Il successo di Clubhouse e dei formati audio: intervista a Mario Moroni

© Max Bertoli | Source: www.mariomoroni.it

In queste ultime settimane tra i dispositivi provvisti di sistemi iOS c’è stata l’esplosione di un nuovo social network: si chiama Clubhouse e si basa sulla creazione di stanze virtuali nelle quali si può comunicare con gli altri utenti solamente attraverso l’audio.

Si tratta di un’applicazione che ha suscitato molta curiosità e di cui in effetti si conosce ancora poco, motivo principale per cui spesso all’interno delle “room” l’argomento centrale di cui si discute è proprio Clubhouse!

Molte personalità del web vi partecipano quotidianamente in maniera molto attiva, in modo tale da sfruttare al massimo questo nuovo social e con l’intento di crearvi una community.

Per approfondire questo tema e scoprire le potenzialità legate alla piattaforma abbiamo fatto affidamento sul parere di chi della sua voce ne ha fatto uno strumento di lavoro: Mario Moroni, creatore del podcast quotidiano “Il caffettino” e autore del libro “Startup di merda”, il quale spesso organizza interessanti room a tema su Clubhouse.

Mario, in Italia i podcast vengono ascoltati sempre di più, mentre in queste ultime settimane c’è stato il boom di Clubhouse. Secondo te, a cosa è dovuto questo enorme successo dei formati audio?

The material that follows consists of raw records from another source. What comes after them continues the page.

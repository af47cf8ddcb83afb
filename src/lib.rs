//! Intercepting usbmux proxy with per-service traffic decoding
//!
//! This library implements a transparent proxy that sits between a host-side
//! device multiplexer client and a physical device. Control-channel traffic
//! is relayed verbatim; once a service connection is negotiated, the proxy
//! forwards the service's byte streams in both directions while an
//! observational decoder records everything to per-session capture files.
//!
//! # Main Features
//!
//! - Per-service transport policy: decoder selection and secure-upgrade
//!   behavior keyed by service name, with a binary-dump fallback for
//!   services it has never seen
//! - In-place session TLS upgrades on already-established connections,
//!   including the handshake-only mode DTX based services use
//! - Byte-exact bidirectional forwarding with idempotent session teardown
//!
//! # Example
//!
//! ```no_run
//! use std::sync::Arc;
//! use usbmux_debug_proxy::config::ProxyConfig;
//! use usbmux_debug_proxy::proxy::DebugProxy;
//! use usbmux_debug_proxy::tls::PairRecord;
//! use usbmux_debug_proxy::Result;
//!
//! #[tokio::main]
//! async fn main() -> Result<()> {
//!     let config = ProxyConfig::default();
//!     config.validate()?;
//!
//!     let pair_record = PairRecord::load(&config.pair_record_path)?;
//!
//!     let proxy = DebugProxy::new(Arc::new(config), pair_record);
//!     proxy.run().await?;
//!
//!     Ok(())
//! }
//! ```

// Public modules
pub mod common;
pub mod config;
pub mod decode;
pub mod mux;
pub mod proxy;
pub mod tls;
pub mod transport;

// Re-export commonly used structures and functions for convenience
pub use common::{parse_socket_addr, ProxyError, Result};
pub use proxy::DebugProxy;

/// Version information
pub const VERSION: &str = env!("CARGO_PKG_VERSION");

/// Application name
pub const APP_NAME: &str = env!("CARGO_PKG_NAME");

/// Bounded read size of the forwarding loops. Chunks are transport
/// artifacts; decoders reassemble messages across chunk boundaries.
pub const CHUNK_SIZE: usize = 1024;
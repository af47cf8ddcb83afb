//! Logging setup
//!
//! This module provides the logging initialization used by the binary.

/// Initialize the logging system
///
/// # Parameters
///
/// * `level` - Default log level, overridden by `RUST_LOG` if set
pub fn init_logger(level: &str) {
    let env = env_logger::Env::default()
        .filter_or("RUST_LOG", level);

    let _ = env_logger::Builder::from_env(env).try_init();
}
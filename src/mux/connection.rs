//! Framed control-channel connection
//!
//! Reads and writes [`MuxMessage`]s over any byte stream. Once the control
//! phase of a session is over, [`MuxConnection::into_inner`] releases the
//! raw stream for byte forwarding.

use bytes::Bytes;
use tokio::io::{AsyncRead, AsyncReadExt, AsyncWrite, AsyncWriteExt};

use crate::common::Result;

use super::message::{MuxHeader, MuxMessage, MUX_HEADER_LEN};

/// A control-channel connection over a raw stream
#[derive(Debug)]
pub struct MuxConnection<S> {
    stream: S,
}

impl<S: AsyncRead + AsyncWrite + Unpin + Send> MuxConnection<S> {
    /// Wrap a raw stream in a control-channel connection
    pub fn new(stream: S) -> Self {
        Self { stream }
    }

    /// Read one framed message
    pub async fn read_message(&mut self) -> Result<MuxMessage> {
        let mut header_bytes = [0u8; MUX_HEADER_LEN];
        self.stream.read_exact(&mut header_bytes).await?;
        let header = MuxHeader::decode(&header_bytes)?;

        let mut payload = vec![0u8; header.length as usize - MUX_HEADER_LEN];
        self.stream.read_exact(&mut payload).await?;

        Ok(MuxMessage { header, payload: Bytes::from(payload) })
    }

    /// Write one framed message
    pub async fn send_message(&mut self, message: &MuxMessage) -> Result<()> {
        self.stream.write_all(&message.header.encode()).await?;
        self.stream.write_all(&message.payload).await?;
        self.stream.flush().await?;
        Ok(())
    }

    /// Release the underlying raw stream
    ///
    /// The control phase is over after the connect exchange; everything from
    /// here on is forwarded bytes.
    pub fn into_inner(self) -> S {
        self.stream
    }
}
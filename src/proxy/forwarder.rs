//! Bidirectional forwarding
//!
//! Runs the two forwarding loops of one session. The device-to-host
//! direction is spawned as its own task; host-to-device runs in the calling
//! task. The directions are independent byte streams: each loop reads one
//! connection, feeds that connection's decoder, and writes the identical
//! bytes to the other connection. The first end-of-stream or read error on
//! either side closes both connections; the peer loop observes that on its
//! own next read.

use std::sync::Arc;

use log::{debug, trace};
use tokio::io::{AsyncRead, AsyncWrite};

use super::connection::ForwardingConnection;
use super::session::ProxySession;

/// Forward traffic in both directions until the session ends
///
/// Returns when the host-to-device direction has terminated; the spawned
/// device-to-host loop drains on its own next read once the connections are
/// closed.
pub async fn proxy_connection<S>(
    session: Arc<ProxySession>,
    host: ForwardingConnection<S>,
    device: ForwardingConnection<S>,
) where
    S: AsyncRead + AsyncWrite + Send + Unpin + 'static,
{
    let host = Arc::new(host);
    let device = Arc::new(device);

    {
        let session = Arc::clone(&session);
        let host = Arc::clone(&host);
        let device = Arc::clone(&device);
        tokio::spawn(async move {
            forward(session, device, host, "device2host").await;
        });
    }

    forward(session, host, device, "host2device").await;
}

/// One forwarding direction: read, decode, relay
async fn forward<S>(
    session: Arc<ProxySession>,
    source: Arc<ForwardingConnection<S>>,
    dest: Arc<ForwardingConnection<S>>,
    direction: &'static str,
) where
    S: AsyncRead + AsyncWrite + Send + Unpin,
{
    loop {
        let chunk = match source.read_chunk().await {
            Ok(chunk) => chunk,
            Err(e) => {
                source.close().await;
                dest.close().await;
                debug!("[{}] Failed reading bytes ({}): {}", session.label(), direction, e);
                return;
            }
        };

        if chunk.is_empty() {
            // End of stream is a normal session end, not a fault.
            source.close().await;
            dest.close().await;
            session.log_closed();
            return;
        }

        source.decode(&chunk);
        trace!("[{}] {} {:02X?}", session.label(), direction, &chunk[..]);

        // Write results are not checked; a dead destination surfaces as a
        // read error in the opposite loop on its next iteration.
        let _ = dest.send(&chunk).await;
    }
}
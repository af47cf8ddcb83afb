//! Traffic decoders
//!
//! A decoder observes one direction of a proxied session: every chunk read
//! from a connection is fed to that connection's decoder before it is
//! forwarded. Decoding is strictly best-effort; a decoder failure must never
//! stop or delay forwarding, so `decode` cannot return an error.
//!
//! Two variants exist: [`DtxDecoder`] reassembles DTX-framed protocol
//! messages, [`BinDumpDecoder`] records the raw stream without
//! interpretation. Each decoder appends structured records to a `.json`
//! sidecar and raw bytes to a `.bin` sidecar.

pub mod bindump;
pub mod dtx;
mod sink;

use std::path::PathBuf;

pub use bindump::BinDumpDecoder;
pub use dtx::DtxDecoder;

/// Observational decoder for one direction of a session
pub trait Decoder: Send {
    /// Feed one raw chunk, in read order
    ///
    /// Chunk boundaries are transport artifacts: a chunk may hold a partial
    /// protocol message or several messages.
    fn decode(&mut self, bytes: &[u8]);
}

/// Constructor stored in a service configuration entry
///
/// Arguments are the structured sidecar path, the raw sidecar path, and a
/// session label used in log messages.
pub type DecoderFactory = fn(PathBuf, PathBuf, String) -> Box<dyn Decoder>;

/// Create a DTX protocol decoder
pub fn new_dtx_decoder(json_path: PathBuf, bin_path: PathBuf, label: String) -> Box<dyn Decoder> {
    Box::new(DtxDecoder::new(json_path, bin_path, label))
}

/// Create a raw binary dump decoder
pub fn new_bin_dump_decoder(json_path: PathBuf, bin_path: PathBuf, label: String) -> Box<dyn Decoder> {
    Box::new(BinDumpDecoder::new(json_path, bin_path, label))
}
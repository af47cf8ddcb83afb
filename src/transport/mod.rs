//! Transport module
//!
//! The raw byte channel a proxied session runs over. A [`Stream`] starts as
//! plaintext TCP and can be upgraded in place to session TLS; the
//! [`SecureChannel`] trait is the seam the connection establisher works
//! against, so engine tests can substitute an in-memory transport.

pub mod stream;

use std::net::SocketAddr;

use tokio::net::TcpStream;

use crate::common::Result;
use crate::tls::PairRecord;

pub use stream::Stream;

/// A byte channel that supports pair-record keyed secure upgrades
///
/// `into_secure_*` perform a full upgrade: the handshake completes and all
/// further traffic stays encrypted. `handshake_only_*` complete the
/// cryptographic negotiation and then revert to plaintext byte exchange,
/// which some protocols use to secure connection setup only.
#[allow(async_fn_in_trait)]
pub trait SecureChannel:
    tokio::io::AsyncRead + tokio::io::AsyncWrite + Unpin + Send + Sized
{
    /// Upgrade to persistent TLS, taking the client role
    async fn into_secure_client(self, pair_record: &PairRecord) -> Result<Self>;

    /// Upgrade to persistent TLS, taking the server role
    async fn into_secure_server(self, pair_record: &PairRecord) -> Result<Self>;

    /// Run a client-role handshake, then continue in plaintext
    async fn handshake_only_client(&mut self, pair_record: &PairRecord) -> Result<()>;

    /// Run a server-role handshake, then continue in plaintext
    async fn handshake_only_server(&mut self, pair_record: &PairRecord) -> Result<()>;
}

/// Connect to the device-side multiplexer endpoint
pub async fn connect(addr: SocketAddr) -> Result<Stream> {
    let tcp = TcpStream::connect(addr).await?;
    Ok(Stream::Tcp(tcp))
}
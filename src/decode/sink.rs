//! Decoder output sinks
//!
//! Both decoder variants write to a structured `.json` sidecar (one JSON
//! object per line) and a raw `.bin` sidecar. Files open lazily on first
//! write; if an open or write fails the sink logs once and degrades to a
//! no-op, keeping the session alive.

use std::fs::{File, OpenOptions};
use std::io::Write;
use std::path::PathBuf;

use log::warn;
use serde_json::Value;

pub(crate) struct RecordSink {
    json_path: PathBuf,
    bin_path: PathBuf,
    label: String,
    json: Option<File>,
    bin: Option<File>,
    failed: bool,
}

impl RecordSink {
    pub(crate) fn new(json_path: PathBuf, bin_path: PathBuf, label: String) -> Self {
        Self { json_path, bin_path, label, json: None, bin: None, failed: false }
    }

    /// Append one structured record as a JSON line
    pub(crate) fn record(&mut self, value: &Value) {
        if self.failed {
            return;
        }

        if self.json.is_none() {
            match open_append(&self.json_path) {
                Ok(file) => self.json = Some(file),
                Err(e) => {
                    warn!("[{}] disabling capture, cannot open {}: {}", self.label, self.json_path.display(), e);
                    self.failed = true;
                    return;
                }
            }
        }

        let file = self.json.as_mut().unwrap();
        if let Err(e) = writeln!(file, "{}", value) {
            warn!("[{}] disabling capture, write failed: {}", self.label, e);
            self.failed = true;
        }
    }

    /// Append raw bytes to the binary sidecar
    pub(crate) fn raw(&mut self, bytes: &[u8]) {
        if self.failed || bytes.is_empty() {
            return;
        }

        if self.bin.is_none() {
            match open_append(&self.bin_path) {
                Ok(file) => self.bin = Some(file),
                Err(e) => {
                    warn!("[{}] disabling capture, cannot open {}: {}", self.label, self.bin_path.display(), e);
                    self.failed = true;
                    return;
                }
            }
        }

        let file = self.bin.as_mut().unwrap();
        if let Err(e) = file.write_all(bytes) {
            warn!("[{}] disabling capture, write failed: {}", self.label, e);
            self.failed = true;
        }
    }
}

fn open_append(path: &PathBuf) -> std::io::Result<File> {
    OpenOptions::new().create(true).append(true).open(path)
}
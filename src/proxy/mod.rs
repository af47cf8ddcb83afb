//! Proxy module
//!
//! The service-routing and forwarding engine: per-service transport policy,
//! connection establishment, the bidirectional forwarding loops, and the
//! server that drives them.

pub mod connection;
pub mod establish;
pub mod forwarder;
pub mod registry;
pub mod server;
pub mod session;

pub use connection::ForwardingConnection;
pub use establish::handle_connect_to_service;
pub use registry::{ServiceConfig, ServiceRegistry, DEFAULT_SERVICE};
pub use server::DebugProxy;
pub use session::{ProxySession, ServiceInfo};
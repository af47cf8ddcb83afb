//! Per-service transport policy
//!
//! Maps service names to the decoder used to observe their traffic and the
//! way their secure upgrade behaves. DTX based services only execute a TLS
//! handshake and then go back to sending unencrypted data right after the
//! handshake; their entries carry `handshake_only_ssl`.

use std::collections::HashMap;

use once_cell::sync::Lazy;

use crate::decode::{new_bin_dump_decoder, new_dtx_decoder, DecoderFactory};

/// Name of the catch-all entry used for unrecognized services
pub const DEFAULT_SERVICE: &str = "bindumper";

/// Transport policy for one service name
#[derive(Clone, Copy)]
pub struct ServiceConfig {
    /// Constructor for the decoder observing each direction
    pub decoder: DecoderFactory,
    /// Secure upgrades only run the handshake, then revert to plaintext
    pub handshake_only_ssl: bool,
}

static SERVICE_CONFIGURATIONS: Lazy<HashMap<&'static str, ServiceConfig>> = Lazy::new(|| {
    let mut table: HashMap<&'static str, ServiceConfig> = HashMap::new();
    table.insert(
        "com.apple.instruments.remoteserver",
        ServiceConfig { decoder: new_dtx_decoder, handshake_only_ssl: true },
    );
    table.insert(
        "com.apple.accessibility.axAuditDaemon.remoteserver",
        ServiceConfig { decoder: new_dtx_decoder, handshake_only_ssl: true },
    );
    table.insert(
        "com.apple.testmanagerd.lockdown",
        ServiceConfig { decoder: new_dtx_decoder, handshake_only_ssl: true },
    );
    table.insert(
        "com.apple.debugserver",
        ServiceConfig { decoder: new_bin_dump_decoder, handshake_only_ssl: true },
    );
    table.insert(
        "com.apple.instruments.remoteserver.DVTSecureSocketProxy",
        ServiceConfig { decoder: new_dtx_decoder, handshake_only_ssl: false },
    );
    table.insert(
        "com.apple.testmanagerd.lockdown.secure",
        ServiceConfig { decoder: new_dtx_decoder, handshake_only_ssl: false },
    );
    table.insert(
        DEFAULT_SERVICE,
        ServiceConfig { decoder: new_bin_dump_decoder, handshake_only_ssl: false },
    );
    table
});

/// Read-only registry of service transport policies
///
/// Built once at startup and injected into the connection establisher.
#[derive(Clone)]
pub struct ServiceRegistry {
    table: HashMap<&'static str, ServiceConfig>,
}

impl Default for ServiceRegistry {
    fn default() -> Self {
        Self::builtin()
    }
}

impl ServiceRegistry {
    /// Registry holding the compiled-in service table
    pub fn builtin() -> Self {
        Self { table: SERVICE_CONFIGURATIONS.clone() }
    }

    /// Resolve the policy for a service name
    ///
    /// Unrecognized names get the [`DEFAULT_SERVICE`] policy: raw binary
    /// dump, regular secure upgrade. Lookup never fails.
    pub fn lookup(&self, service_name: &str) -> ServiceConfig {
        if let Some(config) = self.table.get(service_name) {
            return *config;
        }
        self.table[DEFAULT_SERVICE]
    }
}
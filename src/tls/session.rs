//! Per-upgrade `Ssl` construction
//!
//! Every secure upgrade builds a fresh `Ssl` from the session's pair record.
//! Peer verification is disabled: the endpoints trust each other through the
//! pairing credential, and device-side certificates do not chain to a public
//! CA.

use log::debug;
use openssl::pkey::PKey;
use openssl::ssl::{Ssl, SslContext, SslMethod, SslVerifyMode, SslVersion};
use openssl::x509::X509;

use crate::common::Result;
use super::pair::PairRecord;

/// Role this endpoint takes in a secure handshake
#[derive(Debug, Clone, Copy, PartialEq, Eq)]
pub enum SslRole {
    /// Initiating side, used on the device-facing connection
    Client,
    /// Accepting side, used on the host-facing connection
    Server,
}

/// Build an `Ssl` for one session upgrade
///
/// # Parameters
///
/// * `pair_record` - Pairing credential supplying certificate and key
/// * `role` - Handshake role of this endpoint
///
/// # Returns
///
/// An `Ssl` ready to handshake over an established stream.
pub fn session_ssl(pair_record: &PairRecord, role: SslRole) -> Result<Ssl> {
    let mut builder = SslContext::builder(SslMethod::tls())?;

    let certificate = X509::from_pem(pair_record.host_certificate.as_bytes())?;
    let private_key = PKey::private_key_from_pem(pair_record.host_private_key.as_bytes())?;

    builder.set_certificate(&certificate)?;
    builder.set_private_key(&private_key)?;
    builder.check_private_key()?;
    builder.set_verify(SslVerifyMode::NONE);

    // Handshake-only upgrades drop the TLS wrapper right after negotiation,
    // so the session must not produce post-handshake records. TLS 1.3
    // servers send session tickets after the handshake completes; cap at
    // 1.2, where tickets are part of the handshake flight.
    builder.set_max_proto_version(Some(SslVersion::TLS1_2))?;

    let context = builder.build();
    let mut ssl = Ssl::new(&context)?;

    match role {
        SslRole::Client => ssl.set_connect_state(),
        SslRole::Server => ssl.set_accept_state(),
    }

    debug!("Prepared session TLS ({:?} role) for host {}", role, pair_record.host_id);
    Ok(ssl)
}
//! Control message framing
//!
//! A control message is a 16 byte little-endian header followed by an opaque
//! payload. `length` counts the header itself.

use bytes::Bytes;
use serde::Deserialize;

use crate::common::{ProxyError, Result};

/// Size of the fixed message header
pub const MUX_HEADER_LEN: usize = 16;

/// Protocol version carried in every header
pub const MUX_VERSION: u32 = 1;

/// Upper bound on a control message, headers included.
/// Control payloads are small; anything larger is a framing error.
pub const MAX_MESSAGE_LEN: u32 = 1024 * 1024;

/// Fixed control message header
#[derive(Debug, Clone, Copy, PartialEq, Eq)]
pub struct MuxHeader {
    /// Total message length including this header
    pub length: u32,
    /// Protocol version
    pub version: u32,
    /// Message kind discriminator
    pub message: u32,
    /// Request/response correlation tag
    pub tag: u32,
}

impl MuxHeader {
    /// Decode a header from exactly [`MUX_HEADER_LEN`] bytes
    pub fn decode(bytes: &[u8; MUX_HEADER_LEN]) -> Result<Self> {
        let header = Self {
            length: u32::from_le_bytes(bytes[0..4].try_into().unwrap()),
            version: u32::from_le_bytes(bytes[4..8].try_into().unwrap()),
            message: u32::from_le_bytes(bytes[8..12].try_into().unwrap()),
            tag: u32::from_le_bytes(bytes[12..16].try_into().unwrap()),
        };

        if header.length < MUX_HEADER_LEN as u32 {
            return Err(ProxyError::Mux(format!(
                "message length {} shorter than header",
                header.length
            )));
        }
        if header.length > MAX_MESSAGE_LEN {
            return Err(ProxyError::Mux(format!(
                "message length {} exceeds limit",
                header.length
            )));
        }

        Ok(header)
    }

    /// Encode this header into its wire form
    pub fn encode(&self) -> [u8; MUX_HEADER_LEN] {
        let mut bytes = [0u8; MUX_HEADER_LEN];
        bytes[0..4].copy_from_slice(&self.length.to_le_bytes());
        bytes[4..8].copy_from_slice(&self.version.to_le_bytes());
        bytes[8..12].copy_from_slice(&self.message.to_le_bytes());
        bytes[12..16].copy_from_slice(&self.tag.to_le_bytes());
        bytes
    }
}

/// One framed control message
#[derive(Debug, Clone, PartialEq, Eq)]
pub struct MuxMessage {
    /// Message header
    pub header: MuxHeader,
    /// Opaque payload, relayed verbatim
    pub payload: Bytes,
}

impl MuxMessage {
    /// Build a message, filling in the length field
    pub fn new(message: u32, tag: u32, payload: Bytes) -> Self {
        Self {
            header: MuxHeader {
                length: (MUX_HEADER_LEN + payload.len()) as u32,
                version: MUX_VERSION,
                message,
                tag,
            },
            payload,
        }
    }
}

/// Decoded "connect to service" request payload
///
/// Only the fields the session manager routes on are decoded; everything
/// else stays in the opaque payload and is relayed untouched.
#[derive(Debug, Clone, Deserialize, PartialEq, Eq)]
pub struct ConnectRequest {
    /// Payload discriminator, `Connect` for connect requests
    #[serde(rename = "MessageType")]
    pub message_type: String,
    /// Device port of the requested service
    #[serde(rename = "PortNumber")]
    pub port: u16,
}

impl ConnectRequest {
    /// Try to read a payload as a connect request
    ///
    /// Returns `None` for payloads that are not connect requests, including
    /// ones this proxy cannot parse at all; those are simply relayed.
    pub fn parse(payload: &[u8]) -> Option<Self> {
        let request: ConnectRequest = serde_json::from_slice(payload).ok()?;
        if request.message_type == "Connect" {
            Some(request)
        } else {
            None
        }
    }
}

“Il mondo dei podcast sta funzionando già da diversi anni perché i contenuti letti oppure visti attraverso i video hanno una fruizione che viene lasciata allo smartphone e al computer, quali i video di Tik Tok e i reels, contenuti ai quali però non si riesce a prestare molta attenzione se si sta facendo altro.

I contenuti audio stanno funzionando da diverso tempo perché le persone hanno la possibilità di svolgere altre attività nello stesso momento come, per esempio, correre, fare commissioni, magari viaggiare (quando si poteva viaggiare).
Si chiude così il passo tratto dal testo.